Available data below:
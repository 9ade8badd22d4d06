//! Document records and the status lifecycle registry.

use crate::qdrant::payload::current_timestamp_rfc3339;
use serde::Serialize;
use std::collections::HashMap;
use tokio::sync::RwLock;

/// Lifecycle state of an ingested document.
#[derive(Debug, Clone, Copy, PartialEq, Eq, Serialize)]
#[serde(rename_all = "lowercase")]
pub enum DocumentStatus {
    /// Upload accepted, pipeline still running.
    Processing,
    /// Every chunk was embedded and stored.
    Completed,
    /// A pipeline stage failed; `error` carries the detail.
    Failed,
}

impl DocumentStatus {
    /// Stable lowercase name used in payloads and responses.
    pub fn as_str(&self) -> &'static str {
        match self {
            Self::Processing => "processing",
            Self::Completed => "completed",
            Self::Failed => "failed",
        }
    }
}

impl std::fmt::Display for DocumentStatus {
    fn fmt(&self, f: &mut std::fmt::Formatter<'_>) -> std::fmt::Result {
        f.write_str(self.as_str())
    }
}

/// Bookkeeping record for one uploaded document.
#[derive(Debug, Clone, Serialize)]
pub struct DocumentRecord {
    /// Opaque unique identifier.
    pub id: String,
    /// Original upload filename.
    pub filename: String,
    /// Current lifecycle state.
    pub status: DocumentStatus,
    /// Failure detail, present only in the failed state.
    pub error: Option<String>,
    /// Upload acceptance timestamp (RFC3339).
    pub created_at: String,
    /// Timestamp of the last status transition (RFC3339).
    pub updated_at: String,
    /// Number of chunks stored for the document.
    pub chunk_count: usize,
}

/// Per-status document counts derived from the registry.
#[derive(Debug, Clone, Copy, Default, PartialEq, Eq, Serialize)]
pub struct StatusCounts {
    /// Documents in the completed state.
    pub completed: usize,
    /// Documents still processing.
    pub processing: usize,
    /// Documents in the failed state.
    pub failed: usize,
}

/// In-process registry owning every document's status lifecycle.
///
/// Records are mutated only by the orchestrator; query paths read. A process
/// crash mid-pipeline leaves a record in `processing` — re-ingestion is the
/// recovery path.
#[derive(Default)]
pub struct DocumentRegistry {
    inner: RwLock<HashMap<String, DocumentRecord>>,
}

impl DocumentRegistry {
    /// Create an empty registry.
    pub fn new() -> Self {
        Self::default()
    }

    /// Register a freshly accepted upload in the `processing` state.
    pub async fn insert_processing(&self, id: &str, filename: &str) -> DocumentRecord {
        let now = current_timestamp_rfc3339();
        let record = DocumentRecord {
            id: id.to_string(),
            filename: filename.to_string(),
            status: DocumentStatus::Processing,
            error: None,
            created_at: now.clone(),
            updated_at: now,
            chunk_count: 0,
        };
        self.inner
            .write()
            .await
            .insert(id.to_string(), record.clone());
        record
    }

    /// Transition a document to `completed` with its final chunk count.
    pub async fn mark_completed(&self, id: &str, chunk_count: usize) {
        if let Some(record) = self.inner.write().await.get_mut(id) {
            record.status = DocumentStatus::Completed;
            record.error = None;
            record.chunk_count = chunk_count;
            record.updated_at = current_timestamp_rfc3339();
        }
    }

    /// Transition a document to `failed`, recording a non-empty error detail.
    pub async fn mark_failed(&self, id: &str, error: String) {
        if let Some(record) = self.inner.write().await.get_mut(id) {
            record.status = DocumentStatus::Failed;
            record.error = Some(if error.trim().is_empty() {
                "ingestion failed".to_string()
            } else {
                error
            });
            record.chunk_count = 0;
            record.updated_at = current_timestamp_rfc3339();
        }
    }

    /// Fetch a document record by id.
    pub async fn get(&self, id: &str) -> Option<DocumentRecord> {
        self.inner.read().await.get(id).cloned()
    }

    /// Remove a document record, reporting whether it existed.
    pub async fn remove(&self, id: &str) -> bool {
        self.inner.write().await.remove(id).is_some()
    }

    /// Drop every record.
    pub async fn clear(&self) {
        self.inner.write().await.clear();
    }

    /// Total number of known documents.
    pub async fn len(&self) -> usize {
        self.inner.read().await.len()
    }

    /// Whether the registry holds no documents.
    pub async fn is_empty(&self) -> bool {
        self.inner.read().await.is_empty()
    }

    /// Per-status counts across all known documents.
    pub async fn status_counts(&self) -> StatusCounts {
        let guard = self.inner.read().await;
        let mut counts = StatusCounts::default();
        for record in guard.values() {
            match record.status {
                DocumentStatus::Completed => counts.completed += 1,
                DocumentStatus::Processing => counts.processing += 1,
                DocumentStatus::Failed => counts.failed += 1,
            }
        }
        counts
    }
}
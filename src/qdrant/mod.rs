//! Qdrant vector index integration.

pub mod client;
pub mod filters;
pub mod payload;
pub mod types;

pub use client::QdrantIndex;
pub use filters::build_equality_filter;
pub use payload::{build_chunk_payload, chunk_id, compute_chunk_hash, point_uuid};
pub use types::{ChunkPoint, IndexStats, QdrantError, ScoredPoint, StoredPoint};
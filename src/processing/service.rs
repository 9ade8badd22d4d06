//! Ingestion service coordinating extraction, chunking, embedding, and index writes.

use crate::{
    embedding::Embedder,
    extract::PdfExtractor,
    metrics::{IngestMetrics, MetricsSnapshot},
    processing::{
        chunking::chunk_text,
        documents::{DocumentRegistry, DocumentStatus},
        types::{
            ChunkView, CollectionStats, DocumentView, GetDocumentError, IngestError,
            IngestReceipt, PipelineError, SearchHit, SearchRequest, SearchResponse, SearchError,
            ServiceLimits,
        },
    },
    qdrant::{
        ChunkPoint, QdrantError, QdrantIndex, build_equality_filter, build_chunk_payload,
        chunk_id, payload::current_timestamp_rfc3339,
    },
};
use async_trait::async_trait;
use serde_json::{Map, Value, json};
use std::collections::BTreeMap;
use std::sync::Arc;
use uuid::Uuid;

/// How accepted uploads are handed to the pipeline.
#[derive(Debug, Clone, Copy, PartialEq, Eq)]
pub enum WorkerMode {
    /// Fire-and-forget: the pipeline runs on a spawned task and the caller
    /// polls the document status.
    Background,
    /// The pipeline completes before `ingest` returns. Used by tests and
    /// synchronous tooling.
    Inline,
}

/// Abstraction over the document pipeline used by the HTTP surface.
#[async_trait]
pub trait DocumentApi: Send + Sync {
    /// Accept raw PDF bytes, register the document, and submit the pipeline.
    async fn ingest(
        &self,
        bytes: Vec<u8>,
        filename: String,
        metadata: Map<String, Value>,
    ) -> Result<IngestReceipt, IngestError>;

    /// Fetch a document and, optionally, its stored chunk set.
    async fn get(
        &self,
        document_id: &str,
        include_chunks: bool,
    ) -> Result<DocumentView, GetDocumentError>;

    /// Delete a document and cascade-delete its chunks.
    async fn delete(&self, document_id: &str) -> Result<bool, QdrantError>;

    /// Similarity search over stored chunks.
    async fn search(&self, request: SearchRequest) -> Result<SearchResponse, SearchError>;

    /// Aggregate collection statistics; never fails.
    async fn stats(&self) -> CollectionStats;

    /// Destroy all stored documents and chunks.
    async fn reset(&self) -> bool;

    /// Current ingestion counters.
    fn metrics_snapshot(&self) -> MetricsSnapshot;
}

/// Coordinates the full document pipeline and owns the status lifecycle.
///
/// The service holds long-lived handles to the extractor, embedder, vector
/// index, and document registry. Construct it once near process start and
/// share it through an `Arc`.
pub struct IngestService {
    core: Arc<PipelineCore>,
    mode: WorkerMode,
}

struct PipelineCore {
    extractor: PdfExtractor,
    embedder: Embedder,
    index: QdrantIndex,
    registry: DocumentRegistry,
    metrics: Arc<IngestMetrics>,
    limits: ServiceLimits,
}

impl IngestService {
    /// Assemble a service from explicitly constructed components.
    pub fn new(
        extractor: PdfExtractor,
        embedder: Embedder,
        index: QdrantIndex,
        limits: ServiceLimits,
        mode: WorkerMode,
    ) -> Self {
        Self {
            core: Arc::new(PipelineCore {
                extractor,
                embedder,
                index,
                registry: DocumentRegistry::new(),
                metrics: Arc::new(IngestMetrics::new()),
                limits,
            }),
            mode,
        }
    }

    /// Build every component from the loaded configuration.
    pub fn from_config(
        config: &crate::config::Config,
        mode: WorkerMode,
    ) -> Result<Self, QdrantError> {
        Ok(Self::new(
            PdfExtractor::from_config(config),
            Embedder::from_config(config),
            QdrantIndex::from_config(config)?,
            ServiceLimits::from_config(config),
            mode,
        ))
    }

    /// Ensure the backing collection exists before serving traffic.
    pub async fn bootstrap(&self) -> Result<(), QdrantError> {
        self.core.index.ensure_collection().await
    }

    /// Accept an upload: validate synchronously, register the document, and
    /// submit the pipeline according to the worker mode.
    pub async fn ingest(
        &self,
        bytes: Vec<u8>,
        filename: String,
        metadata: Map<String, Value>,
    ) -> Result<IngestReceipt, IngestError> {
        if !filename.to_lowercase().ends_with(".pdf") {
            return Err(IngestError::InvalidDocument(format!(
                "{filename} is not a PDF file"
            )));
        }
        self.core.extractor.validate(&bytes)?;

        let document_id = Uuid::new_v4().to_string();
        self.core
            .registry
            .insert_processing(&document_id, &filename)
            .await;
        tracing::info!(document_id = %document_id, filename = %filename, "Upload accepted");

        let core = self.core.clone();
        let id = document_id.clone();
        let name = filename.clone();
        match self.mode {
            WorkerMode::Background => {
                tokio::spawn(async move {
                    core.run_pipeline(&id, &name, &bytes, &metadata).await;
                });
            }
            WorkerMode::Inline => {
                core.run_pipeline(&id, &name, &bytes, &metadata).await;
            }
        }

        Ok(IngestReceipt {
            document_id,
            filename,
            status: DocumentStatus::Processing,
        })
    }

    /// Fetch a document and, optionally, its stored chunk set.
    pub async fn get(
        &self,
        document_id: &str,
        include_chunks: bool,
    ) -> Result<DocumentView, GetDocumentError> {
        self.core.get(document_id, include_chunks).await
    }

    /// Delete a document and cascade-delete every chunk it owns.
    pub async fn delete(&self, document_id: &str) -> Result<bool, QdrantError> {
        self.core.delete(document_id).await
    }

    /// Similarity search over stored chunks.
    pub async fn search(&self, request: SearchRequest) -> Result<SearchResponse, SearchError> {
        self.core.search(request).await
    }

    /// Aggregate collection statistics; never fails.
    pub async fn stats(&self) -> CollectionStats {
        self.core.stats().await
    }

    /// Destroy all stored documents and chunks.
    pub async fn reset(&self) -> bool {
        self.core.reset().await
    }

    /// Current ingestion counters.
    pub fn metrics_snapshot(&self) -> MetricsSnapshot {
        self.core.metrics.snapshot()
    }
}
End of Available data.
What the task requires
A single figure is required: the number of lines in the entries above that include the word "Copy".

Response box
3